Comparison of effects induced by MG-132 and PR-619 on the same K-ε-GG peptide. Scatter plot and histograms of SILAC ratios for (A) K-ε-GG peptides after 5 μm MG-132 versus 17 μm PR-619 treatment. To generate this plot, the average log₂ SILAC ratio between two biological replicates was calculated for each treatment condition. Regulation status was determined using the moderated t-statistic (Benjamini-Hochberg p value <0.1). Points colored in black were not deemed reproducibly regulated in either of the treatment conditions.
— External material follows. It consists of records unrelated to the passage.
// Open Exchange Rates APIクライアント
//
// USDを基軸とした為替レートスナップショットをHTTP GETで取得する。
// 再試行は行わず、失敗はそのまま呼び出し元へ返す（次回のスケジュール
// 実行が唯一のリトライ機構）。

use std::time::Duration;

use async_trait::async_trait;
use reqwest::{Client, StatusCode};
use serde::Deserialize;
use std::collections::HashMap;
use thiserror::Error;
use tracing::debug;

use crate::domain::{CurrencyCode, ExchangeRateSnapshot};

/// Open Exchange Rates APIのベースURL
const BASE_URL: &str = "https://openexchangerates.org/api";

/// リクエストタイムアウト（秒）
const REQUEST_TIMEOUT_SECS: u64 = 10;

/// 為替レート取得のエラー型
#[derive(Debug, Error)]
pub enum ExchangeRatesError {
    /// 基軸通貨が無効（USD以外は指定不可）
    #[error("無効な基軸通貨です: {0}")]
    InvalidBaseCurrency(String),
    /// HTTPエラーレスポンス（200以外）
    #[error("為替レートの取得に失敗しました: status={0}")]
    HttpStatus(u16),
    /// ネットワークエラー
    #[error("為替レートAPIへの接続に失敗しました: {0}")]
    Network(String),
    /// レスポンス解析エラー
    #[error("為替レートAPIレスポンスの解析に失敗しました: {0}")]
    Decode(String),
}

/// Open Exchange Rates APIのレスポンス
#[derive(Debug, Clone, Deserialize)]
pub struct ExchangeRatesResponse {
    #[serde(default)]
    pub disclaimer: String,
    #[serde(default)]
    pub license: String,
    pub timestamp: i64,
    pub base: String,
    pub rates: HashMap<String, f64>,
}

impl ExchangeRatesResponse {
    /// ドメイン層のスナップショットへ変換する
    pub fn into_snapshot(self) -> ExchangeRateSnapshot {
        ExchangeRateSnapshot::new(self.rates)
    }
}

/// 為替レート取得のトレイト（テスト用の抽象化）
#[async_trait]
pub trait ExchangeRatesFetcher: Send + Sync {
    /// USDを基軸としたレートスナップショットを取得する
    async fn fetch_usd_rates(&self) -> Result<ExchangeRateSnapshot, ExchangeRatesError>;
}

/// Open Exchange Rates APIを使用した実装
pub struct ExchangeRatesClient {
    client: Client,
    base_url: String,
    app_id: String,
    base_currency: CurrencyCode,
}

impl std::fmt::Debug for ExchangeRatesClient {
    fn fmt(&self, f: &mut std::fmt::Formatter<'_>) -> std::fmt::Result {
        f.debug_struct("ExchangeRatesClient")
            .field("base_url", &self.base_url)
            .field("base_currency", &self.base_currency)
            .finish_non_exhaustive()
    }
}

impl ExchangeRatesClient {
    /// 新しいExchangeRatesClientを作成
    pub fn new(app_id: impl Into<String>, base_currency: CurrencyCode) -> Self {
        Self::with_base_url(BASE_URL, app_id, base_currency)
    }

    /// ベースURLを指定して作成（テスト用）
    pub fn with_base_url(
        base_url: impl Into<String>,
        app_id: impl Into<String>,
        base_currency: CurrencyCode,
    ) -> Self {
        let client = Client::builder()
            .timeout(Duration::from_secs(REQUEST_TIMEOUT_SECS))
            .build()
            .expect("HTTPクライアントの構築に失敗");

        Self {
            client,
            base_url: base_url.into(),
            app_id: app_id.into(),
            base_currency,
        }
    }

    /// レート取得エンドポイントURLを構築
    fn latest_url(&self) -> String {
        format!(
            "{}/latest.json?app_id={}&base={}&symbols={}",
            self.base_url.trim_end_matches('/'),
            self.app_id,
            self.base_currency.as_str(),
            CurrencyCode::Jpy.as_str(),
        )
    }
}

#[async_trait]
impl ExchangeRatesFetcher for ExchangeRatesClient {
    /// 為替レートを取得する
    ///
    /// 基軸通貨はUSD固定、取得対象はJPYのみ。200以外のステータスはエラー。
    async fn fetch_usd_rates(&self) -> Result<ExchangeRateSnapshot, ExchangeRatesError> {
        // 設定読み込み時にも検証しているが、ここでも基軸通貨を強制する
        if !self.base_currency.is_valid_base() {
            return Err(ExchangeRatesError::InvalidBaseCurrency(
                self.base_currency.as_str().to_string(),
            ));
        }

        let response = self
            .client
            .get(self.latest_url())
            .send()
            .await
            .map_err(|e| ExchangeRatesError::Network(e.to_string()))?;

        let status = response.status();
        if status != StatusCode::OK {
            return Err(ExchangeRatesError::HttpStatus(status.as_u16()));
        }

        let body: ExchangeRatesResponse = response
            .json()
            .await
            .map_err(|e| ExchangeRatesError::Decode(e.to_string()))?;

        debug!(base = %body.base, timestamp = body.timestamp, "為替レートを取得");

        Ok(body.into_snapshot())
    }
}
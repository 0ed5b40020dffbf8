// コスト増減率モジュール

/// 先週と先々週のコスト増減率（%）を算出する
///
/// 先々週のコストが0の場合は0.0を返す（履歴のない環境でエラーにしないための方針。
/// 数学的に意味のある値ではない）。
///
/// 増減率は為替変換前のUSD金額から計算すること。浮動小数点の丸めにより、
/// JPY変換後に計算すると結果が一致しない。
pub fn percentage_change(last_week_cost: f64, week_before_last_cost: f64) -> f64 {
    if week_before_last_cost == 0.0 {
        return 0.0;
    }

    ((last_week_cost - week_before_last_cost) / week_before_last_cost) * 100.0
}
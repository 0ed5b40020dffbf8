// 月末コスト予測モジュール

use thiserror::Error;

/// 予測算出のエラー型
#[derive(Debug, Error, PartialEq)]
pub enum ForecastError {
    /// 経過日数が0（月初スキップにより通常は到達しない）
    #[error("経過日数が0のため予測値を算出できません")]
    ZeroElapsedDays,
}

/// 当月実績から月末時点の利用コストを線形外挿で予測する
///
/// 1日あたりの平均コストに当月総日数を掛ける単純なモデルで、
/// 日々の利用が一様であることを仮定している。
pub fn estimate_month_end_cost(
    actual_cost: f64,
    current_day: u32,
    days_in_month: u32,
) -> Result<f64, ForecastError> {
    if current_day == 0 {
        return Err(ForecastError::ZeroElapsedDays);
    }

    let average_cost_per_day = actual_cost / current_day as f64;
    Ok(average_cost_per_day * days_in_month as f64)
}

#[cfg(test)]
mod tests {
    use super::*;

    #[test]
    fn test_forecast_matches_linear_extrapolation() {
        let forecast = estimate_month_end_cost(114.52, 29, 31).unwrap();
        assert_eq!(forecast, (114.52 / 29.0) * 31.0);
        assert!((forecast - 122.42).abs() < 0.01);
    }

    // 月末日の実行では実績と予測が一致する
    #[test]
    fn test_forecast_on_last_day_equals_actual() {
        let forecast = estimate_month_end_cost(310.0, 31, 31).unwrap();
        assert_eq!(forecast, 310.0);
    }

    #[test]
    fn test_forecast_zero_actual_cost() {
        assert_eq!(estimate_month_end_cost(0.0, 10, 30), Ok(0.0));
    }

    // 月初スキップにより到達しないが、防御的にエラーとする
    #[test]
    fn test_forecast_zero_elapsed_days_is_error() {
        assert_eq!(
            estimate_month_end_cost(100.0, 0, 30),
            Err(ForecastError::ZeroElapsedDays)
        );
    }
}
Enriched GOBP, GOCC and Pfam terms were derived using the DAVID bioinformatics resource. The two most significantly enriched terms (Benjamini-Hochberg p value <0.05) are tabulated (B) for K-ε-GG modified proteins within each of the colored subsets. Asterisks indicate that no significantly enriched ontology term was identified.

Fig. 5.

Effects of treatment on polyubiquitin linkages. SILAC log2 ratios are plotted for GlyGly modified lysine residues of ubiquitin. Ratios for all nondistinct K-ε-GG modified lysine residues of ubiquitin were used for this analysis.

Fig. 6.

Results of Proteome Analysis. Overlap of proteins and K-ε-GG modified peptides identified in SILAC (A) Experiment I and (B) Experiment II. Scatter plots and histograms are shown for SILAC ratios of biological replicate 1 versus 2 for Proteome-level protein ratios after (C) 5 μm MG-132 treatment and (D) 17 μm PR-619 treatment.